If you’re in the midst of planning your wedding, you’re likely feeling the stress that comes with making and sticking to a wedding budget. Creating your wedding budget is a difficult task, as your financial situation and wedding day dreams may not always be aligned, and many couples may be shocked to find that the average cost of a wedding in the U.S. in 2018 rose to $44,000 according to Brides.
We encourage couples to spend a good bit of time talking through their priorities before drafting their wedding budget. The size of your guest list can have the largest impact on your budget, as an increase in the number of guests you invite has a way of exponentially increasing costs for food, beverages, venues, and vendors across the board. But still, we often hear couples struggling to stay in budget when they are met with a slew of unexpected costs for their wedding day, and this is often because there are a number of expenses that may not be apparent when you first start making your guest list and investigating vendors and venues.
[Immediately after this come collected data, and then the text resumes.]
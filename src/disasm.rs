// Copyright (c) 2017, 2018, 2023 Marek Benc <benc.marek.elektro98@proton.me>
//
// Permission to use, copy, modify, and distribute this software for any
// purpose with or without fee is hereby granted, provided that the above
// copyright notice and this permission notice appear in all copies.
//
// THE SOFTWARE IS PROVIDED "AS IS" AND THE AUTHOR DISCLAIMS ALL WARRANTIES
// WITH REGARD TO THIS SOFTWARE INCLUDING ALL IMPLIED WARRANTIES OF
// MERCHANTABILITY AND FITNESS. IN NO EVENT SHALL THE AUTHOR BE LIABLE FOR
// ANY SPECIAL, DIRECT, INDIRECT, OR CONSEQUENTIAL DAMAGES OR ANY DAMAGES
// WHATSOEVER RESULTING FROM LOSS OF USE, DATA OR PROFITS, WHETHER IN AN
// ACTION OF CONTRACT, NEGLIGENCE OR OTHER TORTIOUS ACTION, ARISING OUT OF
// OR IN CONNECTION WITH THE USE OR PERFORMANCE OF THIS SOFTWARE.
//

//! Disassembler (spec section 4.6): walks a range of memory, skipping
//! declared data islands, formatting one line per instruction or data
//! run.

use crate::decoder::{DecodedInstruction, Decoder};
use crate::machine::Machine;

#[derive(Clone, Copy, Debug, PartialEq, Eq)]
struct Range {
    address: u16,
    length: usize,
}

impl Range {
    fn end(&self) -> u32 {
        self.address as u32 + self.length as u32
    }
    fn contains(&self, addr: u16) -> bool {
        let a = addr as u32;
        a >= self.address as u32 && a < self.end()
    }
}

pub struct Disassembler<'m> {
    machine: &'m Machine,
    start: u16,
    length: usize,
    non_executable: Vec<Range>,
}

impl<'m> Disassembler<'m> {
    pub fn new(machine: &'m Machine, start: u16, length: usize) -> Disassembler<'m> {
        Disassembler { machine, start, length, non_executable: Vec::new() }
    }

    pub fn add_non_executable_section(&mut self, address: u16, length: usize) {
        self.non_executable.push(Range { address, length });
    }

    /// Removes the non-executable section at `index`. `Ok(())` on
    /// success, `Err(())` if `index` is out of range.
    pub fn remove_non_executable_section(&mut self, index: usize) -> Result<(), ()> {
        if index < self.non_executable.len() {
            self.non_executable.remove(index);
            Ok(())
        } else {
            Err(())
        }
    }

    fn non_executable_range_at(&self, addr: u16) -> Option<Range> {
        self.non_executable.iter().find(|r| r.contains(addr)).copied()
    }

    /// Walk `[start, start + length)`, emitting one `(address, text)`
    /// tuple per instruction or per up-to-16-byte data-island line.
    pub fn disassemble(&self) -> Vec<(u16, String)> {
        let memory = self.machine.memory();
        let decoder = Decoder::new(memory, None);
        let end = self.start as u32 + self.length as u32;

        let mut lines = Vec::new();
        let mut addr = self.start;

        while (addr as u32) < end {
            if let Some(range) = self.non_executable_range_at(addr) {
                let chunk_end = (range.end().min(end)) as u16;
                let mut cursor = addr;
                while cursor < chunk_end {
                    let line_len = (chunk_end - cursor).min(16);
                    let bytes: Vec<u8> = (0..line_len).map(|i| memory.read(cursor + i)).collect();
                    let text = format!("DB {}", bytes.iter().map(|b| format!("{:02X}h", b)).collect::<Vec<_>>().join(", "));
                    lines.push((cursor, text));
                    cursor += line_len;
                }
                addr = chunk_end;
                continue;
            }

            match decoder.fetch(addr) {
                Ok(inst) => {
                    lines.push((addr, format_instruction(&inst)));
                    addr = inst.next_pc;
                }
                Err(_) => break,
            }
        }

        lines
    }
}

/// Substitute the instruction table's placeholder tokens with concrete
/// text (spec section 4.6).
fn format_instruction(inst: &DecodedInstruction) -> String {
    let mut text = inst.def.mnemonic.clone();

    if let Some(d) = inst.displacement {
        if text.contains("+d") {
            let replacement = if d >= 0 { format!("+{}", d) } else { format!("{}", d) };
            text = text.replace("+d", &replacement);
            // `(IX+0)`/`(IY+0)` collapse to `(IX)`/`(IY)`.
            text = text.replace("(IX+0)", "(IX)").replace("(IY+0)", "(IY)");
        } else if text.contains('e') {
            let target = inst.next_pc.wrapping_add(d as u16);
            text = replace_token(&text, 'e', &format!("{:04X}h", target));
        }
    }

    if let Some(n) = inst.imm8 {
        text = replace_token(&text, 'n', &format!("{:02X}h", n));
    }
    if let Some(nn) = inst.imm16 {
        text = text.replace("nn", &format!("{:04X}h", nn));
    }

    text
}

/// Replace a single-character placeholder token (`n` or `e`) that
/// appears as its own word, not as part of a register name like `n`
/// inside "IX" never occurs, but this guards against replacing inside
/// a longer identifier in general.
fn replace_token(text: &str, token: char, replacement: &str) -> String {
    let mut out = String::with_capacity(text.len());
    let chars: Vec<char> = text.chars().collect();
    let mut i = 0;
    while i < chars.len() {
        let c = chars[i];
        let prev_is_word = i > 0 && (chars[i - 1].is_alphanumeric() || chars[i - 1] == '\'');
        let next_is_word = i + 1 < chars.len() && chars[i + 1].is_alphanumeric();
        if c == token && !prev_is_word && !next_is_word {
            out.push_str(replacement);
        } else {
            out.push(c);
        }
        i += 1;
    }
    out
}

#[cfg(test)]
mod tests {
    use super::*;

    fn machine_with(bytes: &[u8], addr: u16) -> Machine {
        let mut m = Machine::new(None);
        m.load_executable(bytes, addr, true).unwrap();
        m
    }

    #[test]
    fn disassembles_a_simple_sequence() {
        let m = machine_with(&[0x3E, 0x05, 0x80], 0x8000);
        let lines = Disassembler::new(&m, 0x8000, 3).disassemble();
        assert_eq!(lines[0], (0x8000, "LD A,05h".to_string()));
        assert_eq!(lines[1], (0x8002, "ADD A,B".to_string()));
    }

    #[test]
    fn extended_immediate_formats_as_four_digit_hex() {
        let m = machine_with(&[0x21, 0x34, 0x12], 0x8000);
        let lines = Disassembler::new(&m, 0x8000, 3).disassemble();
        assert_eq!(lines[0], (0x8000, "LD HL,1234h".to_string()));
    }

    #[test]
    fn relative_jump_formats_as_absolute_target() {
        let m = machine_with(&[0x18, 0x02], 0x0200);
        let lines = Disassembler::new(&m, 0x0200, 2).disassemble();
        assert_eq!(lines[0], (0x0200, "JR 0204h".to_string()));
    }

    #[test]
    fn indexed_displacement_formats_signed() {
        let m = machine_with(&[0xDD, 0x7E, 0xFE], 0x8000); // LD A,(IX-2)
        let lines = Disassembler::new(&m, 0x8000, 3).disassemble();
        assert_eq!(lines[0], (0x8000, "LD A,(IX-2)".to_string()));
    }

    #[test]
    fn zero_displacement_collapses_parens() {
        let m = machine_with(&[0xDD, 0x7E, 0x00], 0x8000);
        let lines = Disassembler::new(&m, 0x8000, 3).disassemble();
        assert_eq!(lines[0], (0x8000, "LD A,(IX)".to_string()));
    }

    #[test]
    fn declared_data_island_emits_db_lines() {
        let m = machine_with(&[0x00, 0x01, 0x02, 0x03, 0x00], 0x8000);
        let mut disasm = Disassembler::new(&m, 0x8000, 5);
        disasm.add_non_executable_section(0x8001, 3);
        let lines = disasm.disassemble();
        assert_eq!(lines[0], (0x8000, "NOP".to_string()));
        assert_eq!(lines[1], (0x8001, "DB 01h, 02h, 03h".to_string()));
        assert_eq!(lines[2], (0x8004, "NOP".to_string()));
    }

    #[test]
    fn removing_out_of_range_section_is_an_error() {
        let m = machine_with(&[0x00], 0x8000);
        let mut disasm = Disassembler::new(&m, 0x8000, 1);
        assert!(disasm.remove_non_executable_section(0).is_err());
    }
}
/// One handler routine, shared by every opcode whose semantics it
/// covers; the handler recovers register/bit indices from the opcode
/// byte itself (spec section 4.3).
#[derive(Clone, Copy, Debug, PartialEq, Eq)]
pub enum HandlerId {
    Nop,
    Halt,
    LdR8R8,
    LdR8Imm8,
    LdR16Imm16,
    LdMemBcA,
    LdMemDeA,
    LdAMemBc,
    LdAMemDe,
    LdMemImm16Hl,
    LdHlMemImm16,
    LdMemImm16A,
    LdAMemImm16,
    IncR8,
    DecR8,
    IncR16,
    DecR16,
    AddHlR16,
    Rlca,
    Rrca,
    Rla,
    Rra,
    Daa,
    Cpl,
    Scf,
    Ccf,
    ExAfAfPrime,
    Exx,
    ExDeHl,
    ExMemSpHl,
    Djnz,
    Jr,
    JrCond,
    JpNn,
    JpCondNn,
    CallNn,
    CallCondNn,
    Ret,
    RetCond,
    PushR16,
    PopR16,
    Rst,
    AluR8,
    AluImm8,
    InAPort,
    OutPortA,
    Di,
    Ei,
    JpHl,
    LdSpHl,
    /// Stand-in: redirect to the same opcode in the unprefixed (or
    /// CB-prefixed) table, resolving memory/HL operands via the active
    /// prefix instead (spec section 4.5, Design Note 2).
    IxIyIndirect,
    // ED-prefixed:
    InRC,
    OutCR,
    SbcHlR16,
    AdcHlR16,
    LdMemImm16R16,
    LdR16MemImm16,
    Neg,
    RetN,
    RetI,
    Im0,
    Im1,
    Im2,
    LdAI,
    LdAR,
    LdIA,
    LdRA,
    Rrd,
    Rld,
    Ldi,
    Ldd,
    Ldir,
    Lddr,
    Cpi,
    Cpd,
    Cpir,
    Cpdr,
    Ini,
    Ind,
    Inir,
    Indr,
    Outi,
    Outd,
    Otir,
    Otdr,
    /// An opcode slot this system does not assign semantics to
    /// (undocumented ED form, or a prefix byte's own table slot):
    /// treated as a no-op of the table's instruction width.
    Unimplemented,
    // CB-prefixed:
    RotShiftR8,
    BitNR8,
    ResNR8,
    SetNR8,
}

/// One row of an opcode table: the normalised mnemonic text (with `n`,
/// `nn`, `e`, `+d`, `(IX+d)`/`(IY+d)` placeholders substituted for
/// disassembly, or fully literal for already-concrete operands), its
/// handler, and up to two addressing modes (spec section 4.3).
#[derive(Clone, Debug, PartialEq, Eq)]
pub struct InstructionDef {
    pub mnemonic: String,
    pub handler: HandlerId,
    pub mode1: AddrMode,
    pub mode2: AddrMode,
    /// Operand info the handler needs, recovered once at table-build
    /// time rather than re-extracted from the opcode on every
    /// dispatch. Not all handlers use all fields.
    pub opcode: u8,
}

impl InstructionDef {
    /// Number of extra bytes (beyond the opcode/prefix bytes
    /// themselves) this instruction's operands occupy.
    pub fn operand_len(&self) -> u16 {
        let mut len = 0u16;
        if self.mode1.needs_displacement() || self.mode2.needs_displacement() {
            len += 1;
        }
        if self.mode1.needs_imm8() || self.mode2.needs_imm8() {
            len += 1;
        }
        if self.mode1.needs_imm16() || self.mode2.needs_imm16() {
            len += 2;
        }
        len
    }
}

pub struct InstructionTables {
    pub main: Box<[InstructionDef; 256]>,
    pub cb: Box<[InstructionDef; 256]>,
    pub ed: Box<[InstructionDef; 256]>,
    pub dd: Box<[InstructionDef; 256]>,
    pub fd: Box<[InstructionDef; 256]>,
    pub dd_cb: Box<[InstructionDef; 256]>,
    pub fd_cb: Box<[InstructionDef; 256]>,
}

impl InstructionTables {
    pub fn table_for(&self, prefix: Prefix) -> &[InstructionDef; 256] {
        match prefix {
            Prefix::None => &self.main,
            Prefix::Cb => &self.cb,
            Prefix::Ed => &self.ed,
            Prefix::Dd => &self.dd,
            Prefix::Fd => &self.fd,
            Prefix::DdCb => &self.dd_cb,
            Prefix::FdCb => &self.fd_cb,
        }
    }
}

static TABLES: OnceLock<InstructionTables> = OnceLock::new();

/// The seven opcode tables, built once and shared for the life of the
/// process.
pub fn tables() -> &'static InstructionTables {
    TABLES.get_or_init(|| {
        let main = build_main_table();
        let cb = build_cb_table();
        let ed = build_ed_table();
        let (dd, dd_cb) = build_ix_tables(&main, &cb, "IX");
        let (fd, fd_cb) = build_ix_tables(&main, &cb, "IY");
        InstructionTables {
            main: Box::new(main),
            cb: Box::new(cb),
            ed: Box::new(ed),
            dd: Box::new(dd),
            fd: Box::new(fd),
            dd_cb: Box::new(dd_cb),
            fd_cb: Box::new(fd_cb),
        }
    })
}

const R8_NAMES: [&str; 8] = ["B", "C", "D", "E", "H", "L", "(HL)", "A"];
const R16_NAMES: [&str; 4] = ["BC", "DE", "HL", "SP"];
const R16_NAMES_AF: [&str; 4] = ["BC", "DE", "HL", "AF"];
pub const CC_NAMES: [&str; 8] = ["NZ", "Z", "NC", "C", "PO", "PE", "P", "M"];
const ALU_PREFIX: [&str; 8] = ["ADD A,", "ADC A,", "SUB ", "SBC A,", "AND ", "XOR ", "OR ", "CP "];
const ROT_NAMES: [&str; 8] = ["RLC", "RRC", "RL", "RR", "SLA", "SRA", "SLL", "SRL"];

fn def(mnemonic: impl Into<String>, handler: HandlerId, mode1: AddrMode, mode2: AddrMode, opcode: u8) -> InstructionDef {
    InstructionDef { mnemonic: mnemonic.into(), handler, mode1, mode2, opcode }
}

fn nop_def(opcode: u8) -> InstructionDef {
    def("NOP", HandlerId::Nop, AddrMode::Implied, AddrMode::Implied, opcode)
}

fn build_main_table() -> [InstructionDef; 256] {
    let mut table: Vec<InstructionDef> = (0u16..256).map(|op| nop_def(op as u8)).collect();

    for pair in 0u8..4 {
        let op_imm16 = 0x01 | (pair << 4);
        table[op_imm16 as usize] = def(format!("LD {},nn", R16_NAMES[pair as usize]), HandlerId::LdR16Imm16, AddrMode::Register, AddrMode::ExtendedImmediate, op_imm16);

        let op_inc16 = 0x03 | (pair << 4);
        table[op_inc16 as usize] = def(format!("INC {}", R16_NAMES[pair as usize]), HandlerId::IncR16, AddrMode::Register, AddrMode::Implied, op_inc16);

        let op_dec16 = 0x0B | (pair << 4);
        table[op_dec16 as usize] = def(format!("DEC {}", R16_NAMES[pair as usize]), HandlerId::DecR16, AddrMode::Register, AddrMode::Implied, op_dec16);

        let op_add_hl = 0x09 | (pair << 4);
        table[op_add_hl as usize] = def(format!("ADD HL,{}", R16_NAMES[pair as usize]), HandlerId::AddHlR16, AddrMode::Register, AddrMode::Implied, op_add_hl);
    }

    table[0x02] = def("LD (BC),A", HandlerId::LdMemBcA, AddrMode::RegisterIndirect, AddrMode::Implied, 0x02);
    table[0x12] = def("LD (DE),A", HandlerId::LdMemDeA, AddrMode::RegisterIndirect, AddrMode::Implied, 0x12);
    table[0x0A] = def("LD A,(BC)", HandlerId::LdAMemBc, AddrMode::RegisterIndirect, AddrMode::Implied, 0x0A);
    table[0x1A] = def("LD A,(DE)", HandlerId::LdAMemDe, AddrMode::RegisterIndirect, AddrMode::Implied, 0x1A);
    table[0x22] = def("LD (nn),HL", HandlerId::LdMemImm16Hl, AddrMode::Extended, AddrMode::Implied, 0x22);
    table[0x2A] = def("LD HL,(nn)", HandlerId::LdHlMemImm16, AddrMode::Extended, AddrMode::Implied, 0x2A);
    table[0x32] = def("LD (nn),A", HandlerId::LdMemImm16A, AddrMode::Extended, AddrMode::Implied, 0x32);
    table[0x3A] = def("LD A,(nn)", HandlerId::LdAMemImm16, AddrMode::Extended, AddrMode::Implied, 0x3A);

    for r in 0u8..8 {
        if r == 6 {
            continue; // 0x34/0x35/0x36 handled below with RegisterIndirect mode
        }
        let op_inc = 0x04 | (r << 3);
        table[op_inc as usize] = def(format!("INC {}", R8_NAMES[r as usize]), HandlerId::IncR8, AddrMode::Register, AddrMode::Implied, op_inc);
        let op_dec = 0x05 | (r << 3);
        table[op_dec as usize] = def(format!("DEC {}", R8_NAMES[r as usize]), HandlerId::DecR8, AddrMode::Register, AddrMode::Implied, op_dec);
        let op_ld_imm = 0x06 | (r << 3);
        table[op_ld_imm as usize] = def(format!("LD {},n", R8_NAMES[r as usize]), HandlerId::LdR8Imm8, AddrMode::Register, AddrMode::Immediate, op_ld_imm);
    }
    table[0x34] = def("INC (HL)", HandlerId::IncR8, AddrMode::RegisterIndirect, AddrMode::Implied, 0x34);
    table[0x35] = def("DEC (HL)", HandlerId::DecR8, AddrMode::RegisterIndirect, AddrMode::Implied, 0x35);
    table[0x36] = def("LD (HL),n", HandlerId::LdR8Imm8, AddrMode::RegisterIndirect, AddrMode::Immediate, 0x36);

    table[0x07] = def("RLCA", HandlerId::Rlca, AddrMode::Implied, AddrMode::Implied, 0x07);
    table[0x0F] = def("RRCA", HandlerId::Rrca, AddrMode::Implied, AddrMode::Implied, 0x0F);
    table[0x17] = def("RLA", HandlerId::Rla, AddrMode::Implied, AddrMode::Implied, 0x17);
    table[0x1F] = def("RRA", HandlerId::Rra, AddrMode::Implied, AddrMode::Implied, 0x1F);
    table[0x27] = def("DAA", HandlerId::Daa, AddrMode::Implied, AddrMode::Implied, 0x27);
    table[0x2F] = def("CPL", HandlerId::Cpl, AddrMode::Implied, AddrMode::Implied, 0x2F);
    table[0x37] = def("SCF", HandlerId::Scf, AddrMode::Implied, AddrMode::Implied, 0x37);
    table[0x3F] = def("CCF", HandlerId::Ccf, AddrMode::Implied, AddrMode::Implied, 0x3F);
    table[0x08] = def("EX AF,AF'", HandlerId::ExAfAfPrime, AddrMode::Implied, AddrMode::Implied, 0x08);
    table[0x10] = def("DJNZ e", HandlerId::Djnz, AddrMode::Relative, AddrMode::Implied, 0x10);
    table[0x18] = def("JR e", HandlerId::Jr, AddrMode::Relative, AddrMode::Implied, 0x18);

    for cc in 0u8..4 {
        let op = 0x20 | (cc << 3);
        table[op as usize] = def(format!("JR {},e", CC_NAMES[cc as usize]), HandlerId::JrCond, AddrMode::Relative, AddrMode::Implied, op);
    }

    // 0x40..0x7F: LD r,r' grid, with 0x76 = HALT.
    for dst in 0u8..8 {
        for src in 0u8..8 {
            let op = 0x40 | (dst << 3) | src;
            if dst == 6 && src == 6 {
                table[op as usize] = def("HALT", HandlerId::Halt, AddrMode::Implied, AddrMode::Implied, op);
                continue;
            }
            let mode1 = if dst == 6 { AddrMode::RegisterIndirect } else { AddrMode::Register };
            let mode2 = if src == 6 { AddrMode::RegisterIndirect } else { AddrMode::Register };
            table[op as usize] = def(format!("LD {},{}", R8_NAMES[dst as usize], R8_NAMES[src as usize]), HandlerId::LdR8R8, mode1, mode2, op);
        }
    }

    // 0x80..0xBF: ALU A,r8.
    for alu in 0u8..8 {
        for r in 0u8..8 {
            let op = 0x80 | (alu << 3) | r;
            let mode = if r == 6 { AddrMode::RegisterIndirect } else { AddrMode::Register };
            table[op as usize] = def(format!("{}{}", ALU_PREFIX[alu as usize], R8_NAMES[r as usize]), HandlerId::AluR8, mode, AddrMode::Implied, op);
        }
    }

    for cc in 0u8..8 {
        let op_ret = 0xC0 | (cc << 3);
        table[op_ret as usize] = def(format!("RET {}", CC_NAMES[cc as usize]), HandlerId::RetCond, AddrMode::Implied, AddrMode::Implied, op_ret);
        let op_jp = 0xC2 | (cc << 3);
        table[op_jp as usize] = def(format!("JP {},nn", CC_NAMES[cc as usize]), HandlerId::JpCondNn, AddrMode::Extended, AddrMode::Implied, op_jp);
        let op_call = 0xC4 | (cc << 3);
        table[op_call as usize] = def(format!("CALL {},nn", CC_NAMES[cc as usize]), HandlerId::CallCondNn, AddrMode::Extended, AddrMode::Implied, op_call);
        let op_rst = 0xC7 | (cc << 3);
        table[op_rst as usize] = def(format!("RST {:02X}h", (cc as u16) * 8), HandlerId::Rst, AddrMode::ModifiedPageZero, AddrMode::Implied, op_rst);
        let op_alu_imm = 0xC6 | (cc << 3);
        table[op_alu_imm as usize] = def(format!("{}n", ALU_PREFIX[cc as usize]), HandlerId::AluImm8, AddrMode::Immediate, AddrMode::Implied, op_alu_imm);
    }

    for pair in 0u8..4 {
        let op_push = 0xC5 | (pair << 4);
        table[op_push as usize] = def(format!("PUSH {}", R16_NAMES_AF[pair as usize]), HandlerId::PushR16, AddrMode::Register, AddrMode::Implied, op_push);
        let op_pop = 0xC1 | (pair << 4);
        table[op_pop as usize] = def(format!("POP {}", R16_NAMES_AF[pair as usize]), HandlerId::PopR16, AddrMode::Register, AddrMode::Implied, op_pop);
    }

    table[0xC3] = def("JP nn", HandlerId::JpNn, AddrMode::Extended, AddrMode::Implied, 0xC3);
    table[0xC9] = def("RET", HandlerId::Ret, AddrMode::Implied, AddrMode::Implied, 0xC9);
    table[0xCD] = def("CALL nn", HandlerId::CallNn, AddrMode::Extended, AddrMode::Implied, 0xCD);
    table[0xD3] = def("OUT (n),A", HandlerId::OutPortA, AddrMode::Immediate, AddrMode::Implied, 0xD3);
    table[0xDB] = def("IN A,(n)", HandlerId::InAPort, AddrMode::Immediate, AddrMode::Implied, 0xDB);
    table[0xD9] = def("EXX", HandlerId::Exx, AddrMode::Implied, AddrMode::Implied, 0xD9);
    table[0xE3] = def("EX (SP),HL", HandlerId::ExMemSpHl, AddrMode::Implied, AddrMode::Implied, 0xE3);
    table[0xE9] = def("JP (HL)", HandlerId::JpHl, AddrMode::Implied, AddrMode::Implied, 0xE9);
    table[0xEB] = def("EX DE,HL", HandlerId::ExDeHl, AddrMode::Implied, AddrMode::Implied, 0xEB);
    table[0xF3] = def("DI", HandlerId::Di, AddrMode::Implied, AddrMode::Implied, 0xF3);
    table[0xF9] = def("LD SP,HL", HandlerId::LdSpHl, AddrMode::Implied, AddrMode::Implied, 0xF9);
    table[0xFB] = def("EI", HandlerId::Ei, AddrMode::Implied, AddrMode::Implied, 0xFB);

    table.try_into().unwrap_or_else(|_| unreachable!())
}

fn build_cb_table() -> [InstructionDef; 256] {
    let mut table: Vec<InstructionDef> = (0u16..256).map(|op| nop_def(op as u8)).collect();

    for group in 0u8..8 {
        // Group 6 is the undocumented SLL/SLS rotate (Non-goal: undocumented opcodes).
        if group == 6 {
            continue;
        }
        for r in 0u8..8 {
            let op = (group << 3) | r;
            let mode = if r == 6 { AddrMode::RegisterIndirect } else { AddrMode::Register };
            table[op as usize] = def(format!("{} {}", ROT_NAMES[group as usize], R8_NAMES[r as usize]), HandlerId::RotShiftR8, mode, AddrMode::Implied, op);
        }
    }
    for op in 0x30u8..=0x37 {
        table[op as usize] = def("NOP", HandlerId::Unimplemented, AddrMode::Implied, AddrMode::Implied, op);
    }
    for bit in 0u8..8 {
        for r in 0u8..8 {
            let mode = if r == 6 { AddrMode::RegisterIndirect } else { AddrMode::Register };
            let op_bit = 0x40 | (bit << 3) | r;
            table[op_bit as usize] = def(format!("BIT {},{}", bit, R8_NAMES[r as usize]), HandlerId::BitNR8, AddrMode::Bit, mode, op_bit);
            let op_res = 0x80 | (bit << 3) | r;
            table[op_res as usize] = def(format!("RES {},{}", bit, R8_NAMES[r as usize]), HandlerId::ResNR8, AddrMode::Bit, mode, op_res);
            let op_set = 0xC0 | (bit << 3) | r;
            table[op_set as usize] = def(format!("SET {},{}", bit, R8_NAMES[r as usize]), HandlerId::SetNR8, AddrMode::Bit, mode, op_set);
        }
    }

    table.try_into().unwrap_or_else(|_| unreachable!())
}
“While there certainly may be emergencies,” says St. Louis wedding planner Cindy Savage of Aisle Less Traveled, ” where I see most couples overspending is either on things that were overlooked in their original budget, things they did not budget enough for, or for things they decided to upgrade to a pricier option.” Unexpected and emergency expenses crop up in almost every wedding, and that’s why the experienced wedding pros in our vendor directory encourage all couples to have a wedding contingency fund for their wedding.
“I usually suggest a 5–10% ‘slush fund’ for couples to have in reserve for emergencies (or more commonly, forgotten expenses),” share New York City wedding planner Meg Hotchkiss of LVR Events. It’s important to note that this is 5-10% of your total estimated wedding expenses, so if you expect to spend about $30,000 on your wedding day, plan to set aside or have available between $1,500–$3,000 for unplanned expenses. If this number is overwhelming to your and your bank account, you may want to go back to your budget and adjust accordingly.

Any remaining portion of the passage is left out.